Below are the records; they must be reproduced verbatim.

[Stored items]
BEGIN

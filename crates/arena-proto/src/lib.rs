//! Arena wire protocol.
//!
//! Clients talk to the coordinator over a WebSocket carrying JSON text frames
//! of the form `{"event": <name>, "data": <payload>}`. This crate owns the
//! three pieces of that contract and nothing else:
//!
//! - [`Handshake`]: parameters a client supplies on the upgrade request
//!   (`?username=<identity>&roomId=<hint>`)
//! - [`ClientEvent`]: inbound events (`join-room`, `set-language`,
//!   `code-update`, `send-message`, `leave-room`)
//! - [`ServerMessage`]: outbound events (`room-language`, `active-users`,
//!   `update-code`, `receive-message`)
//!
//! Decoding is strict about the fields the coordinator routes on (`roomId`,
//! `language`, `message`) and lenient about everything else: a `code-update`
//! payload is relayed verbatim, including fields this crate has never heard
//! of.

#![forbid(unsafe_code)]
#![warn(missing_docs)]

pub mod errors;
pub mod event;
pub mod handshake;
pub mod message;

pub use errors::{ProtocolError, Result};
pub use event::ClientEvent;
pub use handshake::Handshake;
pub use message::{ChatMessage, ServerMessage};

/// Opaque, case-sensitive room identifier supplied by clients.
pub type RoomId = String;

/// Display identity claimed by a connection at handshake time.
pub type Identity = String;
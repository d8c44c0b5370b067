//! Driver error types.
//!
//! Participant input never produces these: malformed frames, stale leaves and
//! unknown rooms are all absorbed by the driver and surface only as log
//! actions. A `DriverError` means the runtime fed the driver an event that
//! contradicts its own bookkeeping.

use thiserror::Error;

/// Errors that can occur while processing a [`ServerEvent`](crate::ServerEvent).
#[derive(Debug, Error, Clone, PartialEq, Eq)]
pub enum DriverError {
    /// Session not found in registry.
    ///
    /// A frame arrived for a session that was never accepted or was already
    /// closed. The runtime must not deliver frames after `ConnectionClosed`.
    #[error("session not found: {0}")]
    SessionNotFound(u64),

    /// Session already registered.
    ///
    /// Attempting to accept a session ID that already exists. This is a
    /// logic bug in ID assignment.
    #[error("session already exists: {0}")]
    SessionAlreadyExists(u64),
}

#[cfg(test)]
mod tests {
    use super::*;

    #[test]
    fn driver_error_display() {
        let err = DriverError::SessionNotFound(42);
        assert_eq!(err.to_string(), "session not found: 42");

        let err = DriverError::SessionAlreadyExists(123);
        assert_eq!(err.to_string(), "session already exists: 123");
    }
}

END

**Answer space:**
filename crates/arena-proto/src/lib.rs
//! Arena wire protocol.
//!
//! Clients talk to the coordinator over a WebSocket carrying JSON text frames
//! of the form `{"event": <name>, "data": <payload>}`. This crate owns the
//! three pieces of that contract and nothing else:
//!
//! - [`Handshake`]: parameters a client supplies on the upgrade request
//!   (`?username=<identity>&roomId=<hint>`)
//! - [`ClientEvent`]: inbound events (`join-room`, `set-language`,
//!   `code-update`, `send-message`, `leave-room`)
//! - [`ServerMessage`]: outbound events (`room-language`, `active-users`,
//!   `update-code`, `receive-message`)
//!
//! Decoding is strict about the fields the coordinator routes on (`roomId`,
//! `language`, `message`) and lenient about everything else: a `code-update`
//! payload is relayed verbatim, including fields this crate has never heard
//! of.

#![forbid(unsafe_code)]
#![warn(missing_docs)]

pub mod errors;
pub mod event;
pub mod handshake;
pub mod message;

pub use errors::{ProtocolError, Result};
pub use event::ClientEvent;
pub use handshake::Handshake;
pub use message::{ChatMessage, ServerMessage};

/// Opaque, case-sensitive room identifier supplied by clients.
pub type RoomId = String;

/// Display identity claimed by a connection at handshake time.
pub type Identity = String;
repository d8c44c0b5370b067
//! Driver error types.
//!
//! Participant input never produces these: malformed frames, stale leaves and
//! unknown rooms are all absorbed by the driver and surface only as log
//! actions. A `DriverError` means the runtime fed the driver an event that
//! contradicts its own bookkeeping.

use thiserror::Error;

/// Errors that can occur while processing a [`ServerEvent`](crate::ServerEvent).
#[derive(Debug, Error, Clone, PartialEq, Eq)]
pub enum DriverError {
    /// Session not found in registry.
    ///
    /// A frame arrived for a session that was never accepted or was already
    /// closed. The runtime must not deliver frames after `ConnectionClosed`.
    #[error("session not found: {0}")]
    SessionNotFound(u64),

    /// Session already registered.
    ///
    /// Attempting to accept a session ID that already exists. This is a
    /// logic bug in ID assignment.
    #[error("session already exists: {0}")]
    SessionAlreadyExists(u64),
}

#[cfg(test)]
mod tests {
    use super::*;

    #[test]
    fn driver_error_display() {
        let err = DriverError::SessionNotFound(42);
        assert_eq!(err.to_string(), "session not found: 42");

        let err = DriverError::SessionAlreadyExists(123);
        assert_eq!(err.to_string(), "session already exists: 123");
    }
}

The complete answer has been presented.